### [Records from a data collection]
=== Begin Enclosure ===

// This Source Code Form is subject to the terms of the Mozilla Public
// License, v. 2.0. If a copy of the MPL was not distributed with this
// file, You can obtain one at https://mozilla.org/MPL/2.0/.

use anyhow::bail;
use anyhow::Context;
use anyhow::Result;
use bmc_oem_comms::error::UpdateStep;
use bmc_oem_comms::Bmc;
use bmc_oem_comms::CancellationToken;
use bmc_oem_comms::IpmitoolConfig;
use bmc_oem_comms::IpmitoolTransport;
use bmc_oem_comms::UpdateConfig;
use bmc_oem_comms::UpdateProgress;
use bmc_oem_messages::TransferId;
use clap::Parser;
use clap::Subcommand;
use indicatif::ProgressBar;
use indicatif::ProgressStyle;
use serde_json::json;
use slog::info;
use slog::o;
use slog::warn;
use slog::Drain;
use slog::Level;
use slog::Logger;
use slog_async::AsyncGuard;
use std::fs;
use std::fs::File;
use std::io;
use std::mem;
use std::path::Path;
use std::path::PathBuf;
use std::time::Duration;

/// Command line program that queries and updates the BIOS behind a BMC using
/// its OEM command set.
#[derive(Parser, Debug)]
struct Args {
    #[clap(
        short,
        long,
        default_value = "info",
        value_parser = level_from_str,
        help = "Log level: {off,critical,error,warn,info,debug,trace}",
    )]
    log_level: Level,

    /// Write logs to a file instead of stderr.
    #[clap(long)]
    logfile: Option<PathBuf>,

    /// Emit parseable JSON on stdout instead of human-readable lines.
    #[clap(long, value_names = ["pretty"], value_parser = json_pretty_from_str)]
    json: Option<Option<JsonPretty>>,

    /// Address of the BMC.
    #[clap(short = 'H', long)]
    host: String,

    #[clap(short = 'U', long)]
    username: String,

    /// Session password; handed to ipmitool through its environment.
    #[clap(short = 'P', long, env = "IPMI_PASSWORD", hide_env_values = true)]
    password: Option<String>,

    /// ipmitool interface to open the session with.
    #[clap(short = 'I', long, default_value = bmc_oem_comms::ipmitool::DEFAULT_INTERFACE)]
    interface: String,

    #[clap(short = 'C', long, default_value_t = bmc_oem_comms::ipmitool::DEFAULT_CIPHER_SUITE)]
    cipher_suite: u8,

    /// Path to the ipmitool binary.
    #[clap(long, default_value = "ipmitool")]
    ipmitool: PathBuf,

    /// Time between flash progress polls.
    #[clap(long, default_value = "1s")]
    poll_interval: humantime::Duration,

    /// Value of the `flag` field sent with the flash request.
    #[clap(long, default_value = "0", value_parser = parse_int::parse::<u32>)]
    flash_flag: u32,

    /// Give up (cancelling any open transfer) after this long.
    #[clap(long)]
    timeout: Option<humantime::Duration>,

    #[clap(subcommand)]
    command: Command,
}

fn level_from_str(s: &str) -> Result<Level> {
    if let Ok(level) = s.parse() {
        Ok(level)
    } else {
        bail!(format!("Invalid log level: {}", s))
    }
}

#[derive(Debug, Clone, Copy)]
struct JsonPretty;

fn json_pretty_from_str(s: &str) -> Result<JsonPretty> {
    if s == "pretty" {
        Ok(JsonPretty)
    } else {
        bail!("expected \"pretty\"")
    }
}

fn transfer_id_from_str(s: &str) -> Result<TransferId> {
    let id = parse_int::parse::<u16>(s)
        .with_context(|| format!("invalid transfer ID: {s}"))?;
    Ok(TransferId(id))
}

#[derive(Subcommand, Debug, Clone)]
enum Command {
    /// Get the board's product ID.
    ProductId,

    /// Get the version string of the installed BIOS.
    BiosVersion,

    /// Get the build date of the installed BIOS.
    BiosDate,

    /// Get the product ID, BIOS version, and BIOS date.
    Info,

    /// Upload and flash a new BIOS image.
    ///
    /// Ctrl-C (or `--timeout` expiring) cancels the transfer on the BMC.
    Update { image: PathBuf },

    /// Get the flash progress of an existing transfer.
    Progress {
        #[clap(value_parser = transfer_id_from_str)]
        transfer_id: TransferId,
    },

    /// Cancel an existing transfer, e.g. one left behind by an interrupted
    /// update.
    Cancel {
        #[clap(value_parser = transfer_id_from_str)]
        transfer_id: TransferId,
    },
}

fn build_logger(
    level: Level,
    path: Option<&Path>,
) -> Result<(Logger, AsyncGuard)> {
    fn make_drain<D: slog_term::Decorator + Send + 'static>(
        level: Level,
        decorator: D,
    ) -> (slog::Fuse<slog_async::Async>, AsyncGuard) {
        let drain = slog_term::FullFormat::new(decorator)
            .build()
            .filter_level(level)
            .fuse();
        let (drain, guard) = slog_async::Async::new(drain).build_with_guard();
        (drain.fuse(), guard)
    }

    let (drain, guard) = if let Some(path) = path {
        let file = File::create(path).with_context(|| {
            format!("failed to create logfile {}", path.display())
        })?;
        make_drain(level, slog_term::PlainDecorator::new(file))
    } else {
        make_drain(level, slog_term::TermDecorator::new().build())
    };

    Ok((Logger::root(drain, o!("component" => "bmc-bios-update")), guard))
}

#[tokio::main]
async fn main() -> Result<()> {
    let args = Args::parse();

    let (log, log_guard) =
        build_logger(args.log_level, args.logfile.as_deref())?;

    let transport = IpmitoolTransport::new(
        IpmitoolConfig {
            program: args.ipmitool.clone(),
            interface: args.interface.clone(),
            host: args.host.clone(),
            username: args.username.clone(),
            password: args.password.clone(),
            cipher_suite: args.cipher_suite,
        },
        &log,
    );
    let config = UpdateConfig {
        poll_interval: args.poll_interval.into(),
        flash_flag: args.flash_flag,
    };
    let bmc = Bmc::new(transport, config, log.clone());

    let cancel = CancellationToken::new();
    spawn_interrupt_watchers(
        &cancel,
        args.timeout.map(Into::into),
        log.clone(),
    );

    let result =
        run_command(&bmc, args.command.clone(), args.json.is_some(), &cancel)
            .await;

    let did_fail = result.is_err();
    match (args.json, result) {
        (None, Ok(Output::Lines(lines))) => {
            for line in lines {
                println!("{line}");
            }
        }
        (None, Ok(Output::Json(value))) => println!("{value}"),
        (None, Err(err)) => println!("Error: {err:#}"),
        (Some(pretty), result) => {
            let value = match result {
                Ok(Output::Json(value)) => Ok(value),
                Ok(Output::Lines(lines)) => Ok(json!(lines)),
                Err(err) => Err(format!("{err:#}")),
            };
            if pretty.is_some() {
                serde_json::to_writer_pretty(io::stdout().lock(), &value)
            } else {
                serde_json::to_writer(io::stdout().lock(), &value)
            }
            .context("failed to write to stdout")?;
            println!();
        }
    }

    if did_fail {
        mem::drop(log_guard);
        std::process::exit(1);
    }

    Ok(())
}

/// Cancel `cancel` on ctrl-c, or once `timeout` has elapsed.
fn spawn_interrupt_watchers(
    cancel: &CancellationToken,
    timeout: Option<Duration>,
    log: Logger,
) {
    let token = cancel.clone();
    let ctrl_c_log = log.clone();
    tokio::spawn(async move {
        if tokio::signal::ctrl_c().await.is_ok() {
            warn!(ctrl_c_log, "interrupted; cancelling");
            token.cancel();
        }
    });

    if let Some(timeout) = timeout {
        let token = cancel.clone();
        tokio::spawn(async move {
            tokio::time::sleep(timeout).await;
            warn!(
                log, "timed out; cancelling";
                "timeout" => %humantime::format_duration(timeout),
            );
            token.cancel();
        });
    }
}

async fn run_command(
    bmc: &Bmc<IpmitoolTransport>,
    command: Command,
    json: bool,
    cancel: &CancellationToken,
) -> Result<Output> {
    match command {
        Command::ProductId => {
            let product_id =
                bmc.product_id().await.context("failed to get product ID")?;
            if json {
                return Ok(Output::Json(serde_json::to_value(product_id)?));
            }
            Ok(Output::Lines(vec![format!(
                "Remote Product ID: {:#x}",
                product_id.board_model_id
            )]))
        }
        Command::BiosVersion => {
            let version =
                bmc.bios_version().await.context("failed to get BIOS version")?;
            if json {
                return Ok(Output::Json(json!({ "version": version })));
            }
            Ok(Output::Lines(vec![format!("BIOS Version: {version}")]))
        }
        Command::BiosDate => {
            let date =
                bmc.bios_date().await.context("failed to get BIOS date")?;
            if json {
                return Ok(Output::Json(json!({ "date": date })));
            }
            Ok(Output::Lines(vec![format!("BIOS Date: {date}")]))
        }
        Command::Info => {
            let info =
                bmc.bios_info().await.context("failed to get BIOS info")?;
            if json {
                return Ok(Output::Json(serde_json::to_value(info)?));
            }
            Ok(Output::Lines(vec![
                format!("Remote Product ID: {:#x}", info.product_id.board_model_id),
                format!("BIOS Version: {}", info.version),
                format!("BIOS Date: {}", info.date),
            ]))
        }
        Command::Update { image } => {
            let data = fs::read(&image).with_context(|| {
                format!("failed to read {}", image.display())
            })?;
            update(bmc, &data, json, cancel).await.with_context(|| {
                format!("updating BIOS to {} failed", image.display())
            })
        }
        Command::Progress { transfer_id } => {
            let progress = bmc
                .upgrade_progress(transfer_id)
                .await
                .context("failed to get flash progress")?;
            if json {
                return Ok(Output::Json(serde_json::to_value(progress)?));
            }
            Ok(Output::Lines(vec![format!(
                "transfer {transfer_id}: {}% complete",
                progress.completion_percent
            )]))
        }
        Command::Cancel { transfer_id } => {
            bmc.cancel_upgrade(transfer_id)
                .await
                .with_context(|| format!("failed to cancel {transfer_id}"))?;
            if json {
                return Ok(Output::Json(json!({ "cancelled": transfer_id })));
            }
            Ok(Output::Lines(vec![format!("cancelled transfer {transfer_id}")]))
        }
    }
}

async fn update(
    bmc: &Bmc<IpmitoolTransport>,
    image: &[u8],
    json: bool,
    cancel: &CancellationToken,
) -> Result<Output> {
    let info = bmc.bios_info().await.context("failed to get BIOS info")?;
    let mut lines = vec![
        format!("Remote Product ID: {:#x}", info.product_id.board_model_id),
        format!("BIOS Version: {}", info.version),
        format!("BIOS Date: {}", info.date),
        format!("Writing new ROM with size: {}", image.len()),
    ];
    if !json {
        // Print the preamble now rather than with the rest of our output;
        // the update can take many minutes.
        for line in lines.drain(..) {
            println!("{line}");
        }
    }
    info!(bmc.log(), "starting BIOS update"; "image_size" => image.len());

    let bar = if json { ProgressBar::hidden() } else { ProgressBar::new(0) };
    bar.set_style(
        ProgressStyle::default_bar()
            .template("{msg:>10} [{bar:40.cyan/blue}] {percent:>3}%")
            .context("invalid progress bar template")?
            .progress_chars("=>-"),
    );

    let mut progress = bmc.subscribe_update_progress();
    let update = bmc.bios_update(image, cancel);
    tokio::pin!(update);
    let result = loop {
        tokio::select! {
            result = &mut update => break result,
            changed = progress.changed() => {
                if changed.is_err() {
                    break update.await;
                }
                let state = *progress.borrow_and_update();
                render_progress(&bar, state);
            }
        }
    };
    // The final state may have landed after the last `changed()` we saw.
    render_progress(&bar, *progress.borrow());

    match result {
        Ok(()) => {
            if json {
                return Ok(Output::Json(json!({
                    "info": info,
                    "image_size": image.len(),
                    "result": *progress.borrow(),
                })));
            }
            lines.push("Done".to_string());
            Ok(Output::Lines(lines))
        }
        Err(err) => {
            if err.step() == UpdateStep::Finalize {
                warn!(
                    bmc.log(),
                    "BIOS was flashed but the transfer was not finalized";
                    "transfer_id" => ?err.transfer_id(),
                );
            }
            Err(err.into())
        }
    }
}

fn render_progress(bar: &ProgressBar, state: UpdateProgress) {
    match state {
        UpdateProgress::Idle => (),
        UpdateProgress::Starting { image_size } => {
            bar.set_length(u64::from(image_size));
            bar.set_position(0);
            bar.set_message("starting");
        }
        UpdateProgress::Uploading { bytes_sent, total, .. } => {
            bar.set_length(u64::from(total));
            bar.set_position(u64::from(bytes_sent));
            bar.set_message("uploading");
        }
        UpdateProgress::Flashing { percent, .. } => {
            bar.set_length(100);
            bar.set_position(u64::from(percent.min(100)));
            bar.set_message("flashing");
        }
        UpdateProgress::Finalizing { .. } => {
            bar.set_message("finalizing");
        }
        UpdateProgress::Complete { .. } => {
            if !bar.is_finished() {
                bar.finish_with_message("done");
            }
        }
        UpdateProgress::Cancelled { .. } => {
            if !bar.is_finished() {
                bar.abandon_with_message("cancelled");
            }
        }
        UpdateProgress::Failed => {
            if !bar.is_finished() {
                bar.abandon_with_message("failed");
            }
        }
    }
}

enum Output {
    Json(serde_json::Value),
    Lines(Vec<String>),
}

=== End Enclosure ===

### [YOUR INSTRUCTIONS]
Output the lines above between the one holding "(None, Ok(Output::Lines(lines))) =>" and the one holding "on ctrl-c, or", inclusive, with nothing before or after them.

### [WRITTEN RESPONSE]
        (None, Ok(Output::Lines(lines))) => {
            for line in lines {
                println!("{line}");
            }
        }
        (None, Ok(Output::Json(value))) => println!("{value}"),
        (None, Err(err)) => println!("Error: {err:#}"),
        (Some(pretty), result) => {
            let value = match result {
                Ok(Output::Json(value)) => Ok(value),
                Ok(Output::Lines(lines)) => Ok(json!(lines)),
                Err(err) => Err(format!("{err:#}")),
            };
            if pretty.is_some() {
                serde_json::to_writer_pretty(io::stdout().lock(), &value)
            } else {
                serde_json::to_writer(io::stdout().lock(), &value)
            }
            .context("failed to write to stdout")?;
            println!();
        }
    }

    if did_fail {
        mem::drop(log_guard);
        std::process::exit(1);
    }

    Ok(())
}

/// Cancel `cancel` on ctrl-c, or once `timeout` has elapsed.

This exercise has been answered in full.